As Donald Trump hastily dashed home from the G7 meeting in Canada to deal with the escalating conflict between Iran and Israel, Prime Minister Keir Starmer went to speak to reporters. The G7 resolution on Iran, he said, 'was about de-escalation'. 'The thrust of the statement is in accordance with what I was saying on the way out here, which is to de-escalate the situation, and to de-escalate it across the region rather than to escalate it,' he added.
The Prime Minister has clung doggedly to this line since the first reports came through early last Friday morning of massive and coordinated Israeli air strikes on Iran. That afternoon, Downing Street announced that Starmer had spoken to his counterpart in Jerusalem, Benjamin Netanyahu. The read-out was almost a caricature of Starmer's mugwumpish, hand-wringing approach to public affairs:
This is not merely an existential threat to Israel
The Prime Minister was clear that Israel has a right to self-defence and set out the UK's grave concerns about Iran's nuclear programme. He reiterated the need for de-escalation and a diplomatic resolution, in the interests of stability in the region.
In other words, the UK fully appreciated and understood Israel's anxieties and the threats it faced, but would rather, on balance, it did not act to alleviate them because that would only lead to unpleasantness.
This knee-jerk response supporting a 'need for de-escalation' is not just a mimsy progressive instinct that, as Harold Macmillan once said, 'jaw, jaw is better than war, war'. Macmillan, a hawk on Suez until he wasn't, never believed that as a universal principle in the way that Starmer seems to. There is a deeper and more unsettling inference to be drawn: that stepping back from armed conflict is always the preferable option because military action is never really justified and that – and this is the key – war is a failure of diplomacy between morally equivalent actors.

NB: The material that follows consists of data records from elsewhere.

/// Check if a file is gzipped by extension or magic bytes.
fn is_gzip_file<P: AsRef<Path>>(path: P) -> Result<bool, Error> {
    let path = path.as_ref();

    if is_gzip_extension(path) {
        return Ok(true);
    }

    let mut file = File::open(path).map_err(|_| {
        Error::Pcap(OurPcapError::FileNotFound {
            path: path.display().to_string(),
        })
    })?;

    let mut magic = [0u8; 2];
    match file.read_exact(&mut magic) {
        Ok(()) => Ok(magic == GZIP_MAGIC),
        Err(_) => Ok(false), // File too short to be gzipped
    }
}

/// Check if a path appears to be a gzip file by extension only.
pub fn is_gzip_extension<P: AsRef<Path>>(path: P) -> bool {
    path.as_ref()
        .file_name()
        .and_then(|f| f.to_str())
        .map(|name| name.to_lowercase().ends_with(".gz"))
        .unwrap_or(false)
}

/// Iterator adapter for PcapReader.
impl Iterator for PcapReader {
    type Item = Result<RawPacket, Error>;

    fn next(&mut self) -> Option<Self::Item> {
        self.next_packet().transpose()
    }
}

#[cfg(test)]
mod tests {
    use super::*;
    use flate2::write::GzEncoder;
    use flate2::Compression;
    use std::io::Write;
    use tempfile::NamedTempFile;

    #[test]
    fn test_detect_gzip_by_extension() {
        assert!(is_gzip_extension("test.pcap.gz"));
        assert!(is_gzip_extension("TEST.PCAP.GZ"));
        assert!(!is_gzip_extension("test.pcap"));
        assert!(!is_gzip_extension("test.pcapng"));
    }

    #[test]
    fn test_detect_gzip_by_magic_bytes() {
        let mut temp = NamedTempFile::new().unwrap();
        temp.write_all(&GZIP_MAGIC).unwrap();
        temp.write_all(&[0x00, 0x00]).unwrap();
        temp.flush().unwrap();

        assert!(is_gzip_file(temp.path()).unwrap());
    }

    #[test]
    fn test_non_gzip_file() {
        let mut temp = NamedTempFile::new().unwrap();
        temp.write_all(&[0xd4, 0xc3, 0xb2, 0xa1]).unwrap();
        temp.flush().unwrap();

        assert!(!is_gzip_file(temp.path()).unwrap());
    }

    #[test]
    fn test_missing_file() {
        let err = PcapReader::open("/nonexistent/capture.pcap").err().unwrap();
        assert!(matches!(err, Error::Pcap(OurPcapError::FileNotFound { .. })));
    }

    #[test]
    fn test_unknown_magic() {
        let mut temp = NamedTempFile::new().unwrap();
        temp.write_all(b"not a capture").unwrap();
        temp.flush().unwrap();

        let err = PcapReader::open(temp.path()).err().unwrap();
        assert!(matches!(err, Error::Pcap(OurPcapError::InvalidFormat { .. })));
    }

    #[test]
    fn test_read_microsecond_pcap() {
        let mut temp = NamedTempFile::new().unwrap();
        temp.write_all(&minimal_pcap(0xa1b2_c3d4, 1_000_000_000, 250_000)).unwrap();
        temp.flush().unwrap();

        let mut reader = PcapReader::open(temp.path()).unwrap();
        let raw = reader.next_packet().unwrap().unwrap();
        assert_eq!(raw.frame_number, 1);
        assert_eq!(raw.link_type, 1);
        assert_eq!(raw.timestamp_ns, 1_000_000_000 * NANOS_PER_SEC + 250_000_000);
        assert!(reader.next_packet().unwrap().is_none());
        assert_eq!(reader.frame_count(), 1);
    }

    #[test]
    fn test_read_nanosecond_pcap() {
        let mut temp = NamedTempFile::new().unwrap();
        temp.write_all(&minimal_pcap(0xa1b2_3c4d, 10, 123_456_789)).unwrap();
        temp.flush().unwrap();

        let packets: Vec<_> = PcapReader::open(temp.path())
            .unwrap()
            .collect::<Result<_, _>>()
            .unwrap();
        assert_eq!(packets.len(), 1);
        assert_eq!(packets[0].timestamp_ns, 10 * NANOS_PER_SEC + 123_456_789);
    }

    #[test]
    fn test_create_and_read_gzip_pcap() {
        let temp = NamedTempFile::with_suffix(".pcap.gz").unwrap();
        {
            let file = File::create(temp.path()).unwrap();
            let mut encoder = GzEncoder::new(file, Compression::default());
            encoder
                .write_all(&minimal_pcap(0xa1b2_c3d4, 1_000_000_000, 0))
                .unwrap();
            encoder.finish().unwrap();
        }

        let mut reader = PcapReader::open(temp.path()).unwrap();
        assert!(reader.next_packet().unwrap().is_some());
    }

    #[test]
    fn test_ts_resolution() {
        assert_eq!(ts_resolution(0), 1_000_000);
        assert_eq!(ts_resolution(6), 1_000_000);
        assert_eq!(ts_resolution(9), 1_000_000_000);
        assert_eq!(ts_resolution(0x80 | 10), 1024);
        // 10^127 overflows
        assert_eq!(ts_resolution(127), 1_000_000);
    }

    #[test]
    fn test_units_to_nanos() {
        assert_eq!(units_to_nanos(1_500_000, 1_000_000, 0), 1_500_000_000);
        assert_eq!(units_to_nanos(1_500, 1_000, 2), 3_500_000_000);
        assert_eq!(units_to_nanos(7, 1_000_000_000, 0), 7);
    }

    /// A minimal little-endian PCAP file with one Ethernet header.
    fn minimal_pcap(magic: u32, ts_sec: u32, ts_frac: u32) -> Vec<u8> {
        let mut data = Vec::new();

        data.extend_from_slice(&magic.to_le_bytes());
        data.extend_from_slice(&2u16.to_le_bytes()); // Version major
        data.extend_from_slice(&4u16.to_le_bytes()); // Version minor
        data.extend_from_slice(&0i32.to_le_bytes()); // Thiszone
        data.extend_from_slice(&0u32.to_le_bytes()); // Sigfigs
        data.extend_from_slice(&65535u32.to_le_bytes()); // Snaplen
        data.extend_from_slice(&1u32.to_le_bytes()); // Network (Ethernet)

        let frame = [
            0xff, 0xff, 0xff, 0xff, 0xff, 0xff, // Dst MAC
            0x00, 0x11, 0x22, 0x33, 0x44, 0x55, // Src MAC
            0x08, 0x00, // EtherType (IPv4)
        ];

        data.extend_from_slice(&ts_sec.to_le_bytes());
        data.extend_from_slice(&ts_frac.to_le_bytes());
        data.extend_from_slice(&(frame.len() as u32).to_le_bytes());
        data.extend_from_slice(&(frame.len() as u32).to_le_bytes());
        data.extend_from_slice(&frame);

        data
    }
}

By that reasoning, one should never favour conflict, with negotiation is always preferable.
In the case of the conflict between Israel and Iran, this is emphatically not the case; Starmer is deluding himself and damaging our national interest if he cannot see a distinction.
Israel, the only recognisable liberal democracy in the Middle East, is a long-standing ally of the United Kingdom. It has faced existential threats since its declaration of independence in May 1948. Iran, by contrast, since the Islamic Revolution of 1979, has been definitionally an enemy of the West and of Western interests. The Islamic Republic of Iran does not recognise Israel's right to exist: Israel's destruction has been central to Tehran's foreign policy for nearly 50 years.
This is not merely an existential threat to Israel. On 5 November 1979, the supreme leader of Iran, Ayatollah Ruhollah Khomeini, declared that 'the Great Satan is America that gathers around other devils blatantly'. Meanwhile, the United Kingdom is 'the old fox', a malign agent of intervention which remains an implacable enemy.
Iran has sponsored Islamic terrorism across the Middle East and around the world: through the Islamic Revolutionary Guard Corps (IRGC), it has trained, supplied and assisted Hamas, Hezbollah, Palestinian Islamic Jihad, the Taliban, al-Qa'eda, the Houthi movement, the Mahdi Army, the Badr Organisation, Saraya al-Mukhtar and the al-Ashtar Brigades in Bahrain. It is now also closely tied into the 'Axis of Upheaval', or 'CRINK': China, Russia, Iran and North Korea.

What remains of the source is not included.